God spoke. I journaled: "I couldn't believe it at first. It wasn't that complicated. Every door to Auburn was flung open....This entire journey has been about surrendering and delighting. My heart's desires have shifted. Yet, God has spoken." For hours, I sat in disbelief. Auburn. God was calling me to Auburn. Oh, and just in case I needed further assurance, that night I found an email informing me of another Auburn scholarship. My jaw dropped.
It was a month until graduation, but plans were finally in place. Plans I couldn't have begun to foresee. I serve a big God.
 Like I said, Auburn has ALWAYS been the dream.
Mr. Jimmy Rane presenting me with the scholarship.

February 11, 2015

A Beautiful Mess

Life is a mess. We stumble through it and experience every emotion there is to experience. There are moments of overwhelming love, innocent joy, fulfilling peace. Then there's the pain of betrayal, the struggle to say goodbye, the uncertainty of all the unknowns. I recently watched a movie and one of the characters basically said we work to perfect our lives. We toil and struggle under what seems to be the opposition of the world. We give up so much and lose what we place value in- all for that one moment of peace. One moment where everything is practically perfect. Only to have that one moment end and life to, once again, fall apart.
Why? Why does it always fall apart? Why can't the good stay, well, good long enough to enjoy it? And if we know life is bound to fall apart, WHAT IS THE POINT? Life is a mess. I'm a mess. And I'm willing to bet I'm not the only one. 

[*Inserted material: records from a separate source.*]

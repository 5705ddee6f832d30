//! Mock identity service for integration tests
//!
//! Accepts `POST /accounts:lookup` the way the real verification API
//! does: a known-good token resolves to a fixed user, anything else is
//! rejected with 400.

use std::net::SocketAddr;
use std::sync::Arc;
use std::sync::atomic::{AtomicU32, Ordering};

use axum::extract::State;
use axum::http::StatusCode;
use axum::response::IntoResponse;
use axum::{Json, Router, routing};
use serde_json::{Value, json};
use tokio_util::sync::CancellationToken;

/// The one token the mock accepts
pub const GOOD_TOKEN: &str = "good-token";

/// The uid the mock resolves `GOOD_TOKEN` to
pub const USER_ID: &str = "user-1";

pub struct MockIdentity {
    addr: SocketAddr,
    shutdown: CancellationToken,
    lookup_count: Arc<AtomicU32>,
}

impl MockIdentity {
    pub async fn start() -> anyhow::Result<Self> {
        let lookup_count = Arc::new(AtomicU32::new(0));

        let app = Router::new()
            .route("/accounts:lookup", routing::post(handle_lookup))
            .with_state(Arc::clone(&lookup_count));

        let listener = tokio::net::TcpListener::bind("127.0.0.1:0").await?;
        let addr = listener.local_addr()?;
        let shutdown = CancellationToken::new();
        let shutdown_clone = shutdown.clone();

        tokio::spawn(async move {
            axum::serve(listener, app)
                .with_graceful_shutdown(async move {
                    shutdown_clone.cancelled().await;
                })
                .await
                .ok();
        });

        Ok(Self {
            addr,
            shutdown,
            lookup_count,
        })
    }

    /// Base URL for configuring the mock as the identity service
    pub fn base_url(&self) -> String {
        format!("http://{}", self.addr)
    }

    /// Number of lookup requests received
    pub fn lookup_count(&self) -> u32 {
        self.lookup_count.load(Ordering::Relaxed)
    }
}

impl Drop for MockIdentity {
    fn drop(&mut self) {
        self.shutdown.cancel();
    }
}

async fn handle_lookup(
    State(count): State<Arc<AtomicU32>>,
    Json(body): Json<Value>,
) -> impl IntoResponse {
    count.fetch_add(1, Ordering::Relaxed);

    if body["idToken"] == GOOD_TOKEN {
        (
            StatusCode::OK,
            Json(json!({
                "kind": "identitytoolkit#GetAccountInfoResponse",
                "users": [
                    { "localId": USER_ID, "email": "learner@example.com" }
                ]
            })),
        )
    } else {
        (
            StatusCode::BAD_REQUEST,
            Json(json!({
                "error": { "code": 400, "message": "INVALID_ID_TOKEN" }
            })),
        )
    }
}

So, why does life always seem to fall apart? I read Ecclesiastes 3:11 this morning which says, "He has made everything beautiful in its time. He has also set eternity in the human heart; yet no one can fathom what God has done from beginning to end." Life is painful and falls apart because we were't made for this life. We were made for so much more. In our hearts lies a longing for eternity. When life falls apart, I'm reminded of what I was created for; what my heart longs for. I don't understand why I experience pain- but I do know that there is purpose in my pain. A purpose that I cannot begin to fathom. Isaiah 55:9 says, "As the heavens are higher than the earth, so are my ways higher than your ways and my thoughts than your thoughts." Even though I really wish I knew all the whys, I do know that I serve the God who not only knows, but orchestrates it all. Does that make it any less difficult? No, not really. But it does make life worth enduring. 

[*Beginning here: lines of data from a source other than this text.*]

//! Configuration builder for integration tests

use std::path::PathBuf;

use parlo_config::{
    CoachConfig, Config, HealthConfig, IdentityConfig, ModelConfig, PromptPolicy, ServerConfig,
    UploadsConfig,
};
use secrecy::SecretString;

/// Builds a `Config` wired to the mock backends
pub struct ConfigBuilder {
    identity_url: String,
    model_url: String,
    staging_dir: Option<PathBuf>,
    health_enabled: bool,
    policy: PromptPolicy,
    vision_input: bool,
}

impl ConfigBuilder {
    pub fn new(identity_url: &str, model_url: &str) -> Self {
        Self {
            identity_url: identity_url.to_owned(),
            model_url: model_url.to_owned(),
            staging_dir: None,
            health_enabled: true,
            policy: PromptPolicy::Proactive,
            vision_input: true,
        }
    }

    pub fn staging_dir(mut self, dir: impl Into<PathBuf>) -> Self {
        self.staging_dir = Some(dir.into());
        self
    }

    pub fn health_enabled(mut self, enabled: bool) -> Self {
        self.health_enabled = enabled;
        self
    }

    pub fn policy(mut self, policy: PromptPolicy) -> Self {
        self.policy = policy;
        self
    }

    pub fn vision_input(mut self, enabled: bool) -> Self {
        self.vision_input = enabled;
        self
    }

    pub fn build(self) -> anyhow::Result<Config> {
        Ok(Config {
            server: ServerConfig {
                listen_address: None,
                health: HealthConfig {
                    enabled: self.health_enabled,
                    path: "/health".to_owned(),
                },
                cors: None,
            },
            identity: IdentityConfig {
                base_url: self.identity_url.parse()?,
                api_key: SecretString::from("test-identity-key"),
                cache_ttl_seconds: 300,
                cache_capacity: 100,
                timeout_seconds: 5,
            },
            model: ModelConfig {
                base_url: Some(self.model_url.parse()?),
                api_key: SecretString::from("test-model-key"),
                chat_model: "gpt-4o-mini".to_owned(),
                transcription_model: "whisper-1".to_owned(),
                timeout_seconds: 10,
                vision_input: self.vision_input,
            },
            coach: CoachConfig { policy: self.policy },
            uploads: UploadsConfig {
                dir: self.staging_dir,
            },
        })
    }
}
mod harness;

use harness::{ConfigBuilder, MockIdentity, MockModel, TestServer};
use serde_json::{Value, json};

#[tokio::test]
async fn health_endpoint_requires_no_auth() -> anyhow::Result<()> {
    let (_identity, _model, server) = harness::default_stack().await?;

    let response = reqwest::get(server.url("/health")).await?;
    assert_eq!(response.status(), 200);

    let body: Value = response.json().await?;
    assert_eq!(body, json!({ "ok": true }));

    Ok(())
}

#[tokio::test]
async fn disabled_health_endpoint_is_absent() -> anyhow::Result<()> {
    let identity = MockIdentity::start().await?;
    let model = MockModel::start().await?;
    let config = ConfigBuilder::new(&identity.base_url(), &model.base_url())
        .health_enabled(false)
        .build()?;
    let server = TestServer::start(&config).await?;

    let response = reqwest::get(server.url("/health")).await?;
    assert_eq!(response.status(), 404);

    Ok(())
}

#[tokio::test]
async fn root_descriptor_lists_endpoints() -> anyhow::Result<()> {
    let (_identity, _model, server) = harness::default_stack().await?;

    let response = reqwest::get(server.url("/")).await?;
    assert_eq!(response.status(), 200);

    let body: Value = response.json().await?;
    assert_eq!(body["name"], "Parlo API");
    assert_eq!(body["endpoints"]["transcribe"], "/v1/transcribe");
    assert_eq!(body["endpoints"]["improve"], "/v1/improve");
    assert_eq!(body["endpoints"]["analyzeImage"], "/v1/analyze-image");

    Ok(())
}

There are so many beautiful moments in life, but there are also moments when it all falls apart and I'm left wondering what the point of it all is. As I was thinking about that last week, Romans 8:28 came to mind, "And we know that in all things God works for the good of those who love him, who have been called according to his purpose." The answer is almost painfully simple. God works ALL things together for good. "Good" is not be confused with my worldly definition of good. It doesn't mean fairytale ending or happily ever after- at least not on this side of eternity. Good means eternal good. The ending will be perfect- just as God has designed. But for now, we have to endure a few bumps and bruises for God's plan to be complete. 

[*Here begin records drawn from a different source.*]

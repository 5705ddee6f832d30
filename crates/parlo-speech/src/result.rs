use serde::{Deserialize, Serialize};
use serde_json::json;

use crate::error::SpeechError;

/// Upper bound on grammar fixes, vocabulary upgrades, and filler examples
const MAX_LIST_ENTRIES: usize = 20;

/// Bounds on feedback summary entries
const MIN_SUMMARY_ENTRIES: usize = 1;
const MAX_SUMMARY_ENTRIES: usize = 6;

/// Normalized model output for a rewrite job
///
/// Unknown fields anywhere in the tree are a hard failure; the output
/// contract is exact, never best-effort.
#[derive(Debug, Clone, Serialize, Deserialize)]
#[serde(deny_unknown_fields)]
pub struct ImproveResult {
    /// Improved version of the transcript
    pub improved: String,
    /// Rewrites in three distinct styles
    pub alternatives: Alternatives,
    /// Structured coaching feedback
    pub feedback: Feedback,
}

#[derive(Debug, Clone, Serialize, Deserialize)]
#[serde(deny_unknown_fields)]
pub struct Alternatives {
    pub formal: String,
    pub casual: String,
    pub concise: String,
}

#[derive(Debug, Clone, Serialize, Deserialize)]
#[serde(deny_unknown_fields)]
pub struct Feedback {
    /// 1-6 overall feedback points
    pub summary: Vec<String>,
    /// Up to 20 grammar corrections
    pub grammar_fixes: Vec<Revision>,
    /// Up to 20 vocabulary improvements
    pub vocabulary_upgrades: Vec<Revision>,
    /// Verbal disfluency count and examples
    pub filler_words: FillerWords,
}

/// A single before/after correction with rationale
#[derive(Debug, Clone, Serialize, Deserialize)]
#[serde(deny_unknown_fields)]
pub struct Revision {
    pub from: String,
    pub to: String,
    pub why: String,
}

#[derive(Debug, Clone, Serialize, Deserialize)]
#[serde(deny_unknown_fields)]
pub struct FillerWords {
    /// Total filler word occurrences
    pub count: u32,
    /// Up to 20 example filler words
    pub examples: Vec<String>,
}

/// Parse and validate raw rewrite output into an `ImproveResult`
///
/// # Errors
///
/// Returns `MalformedOutput` when the text is not valid JSON or any
/// structural bound is violated. The raw text is never returned to the
/// caller; it is carried only for logging.
pub fn normalize(raw: &str) -> Result<ImproveResult, SpeechError> {
    let result: ImproveResult = serde_json::from_str(raw)
        .map_err(|e| SpeechError::MalformedOutput(format!("output is not schema-conformant JSON: {e}")))?;

    let mut violations = Vec::new();

    if result.improved.is_empty() {
        violations.push("improved is empty");
    }
    if result.alternatives.formal.is_empty() {
        violations.push("alternatives.formal is empty");
    }
    if result.alternatives.casual.is_empty() {
        violations.push("alternatives.casual is empty");
    }
    if result.alternatives.concise.is_empty() {
        violations.push("alternatives.concise is empty");
    }

    let summary_len = result.feedback.summary.len();
    if !(MIN_SUMMARY_ENTRIES..=MAX_SUMMARY_ENTRIES).contains(&summary_len) {
        violations.push("feedback.summary out of bounds");
    }
    if result.feedback.grammar_fixes.len() > MAX_LIST_ENTRIES {
        violations.push("feedback.grammar_fixes exceeds 20 entries");
    }
    if result.feedback.vocabulary_upgrades.len() > MAX_LIST_ENTRIES {
        violations.push("feedback.vocabulary_upgrades exceeds 20 entries");
    }
    if result.feedback.filler_words.examples.len() > MAX_LIST_ENTRIES {
        violations.push("feedback.filler_words.examples exceeds 20 entries");
    }

    if violations.is_empty() {
        Ok(result)
    } else {
        Err(SpeechError::MalformedOutput(violations.join("; ")))
    }
}

/// JSON schema for the provider's structured-output mechanism
///
/// Strict mode requires every property to be listed as required and
/// `additionalProperties: false` at every level.
pub fn json_schema() -> serde_json::Value {
    let revision_list = json!({
        "type": "array",
        "items": {
            "type": "object",
            "additionalProperties": false,
            "required": ["from", "to", "why"],
            "properties": {
                "from": { "type": "string" },
                "to": { "type": "string" },
                "why": { "type": "string" },
            },
        },
        "maxItems": MAX_LIST_ENTRIES,
    });

    json!({
        "type": "object",
        "additionalProperties": false,
        "required": ["improved", "alternatives", "feedback"],
        "properties": {
            "improved": { "type": "string" },
            "alternatives": {
                "type": "object",
                "additionalProperties": false,
                "required": ["formal", "casual", "concise"],
                "properties": {
                    "formal": { "type": "string" },
                    "casual": { "type": "string" },
                    "concise": { "type": "string" },
                },
            },
            "feedback": {
                "type": "object",
                "additionalProperties": false,
                "required": ["summary", "grammar_fixes", "vocabulary_upgrades", "filler_words"],
                "properties": {
                    "summary": {
                        "type": "array",
                        "items": { "type": "string" },
                        "minItems": MIN_SUMMARY_ENTRIES,
                        "maxItems": MAX_SUMMARY_ENTRIES,
                    },
                    "grammar_fixes": revision_list,
                    "vocabulary_upgrades": revision_list,
                    "filler_words": {
                        "type": "object",
                        "additionalProperties": false,
                        "required": ["count", "examples"],
                        "properties": {
                            "count": { "type": "integer", "minimum": 0 },
                            "examples": {
                                "type": "array",
                                "items": { "type": "string" },
                                "maxItems": MAX_LIST_ENTRIES,
                            },
                        },
                    },
                },
            },
        },
    })
}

So, yeah. I'm a mess. I often feel like I'm doing a lot more harm than good. I'm doubtful. I'm selfish. I'm lazy. Just to name a few. But God does't love me for what I am or what I could be- he loves me because he wants to. I could never begin to earn his love because every gift or calling I have is one he has given me. And yet, he has called me "according to his purpose". I'm a mess- but because of his unfathomable love, I'm a beautiful mess.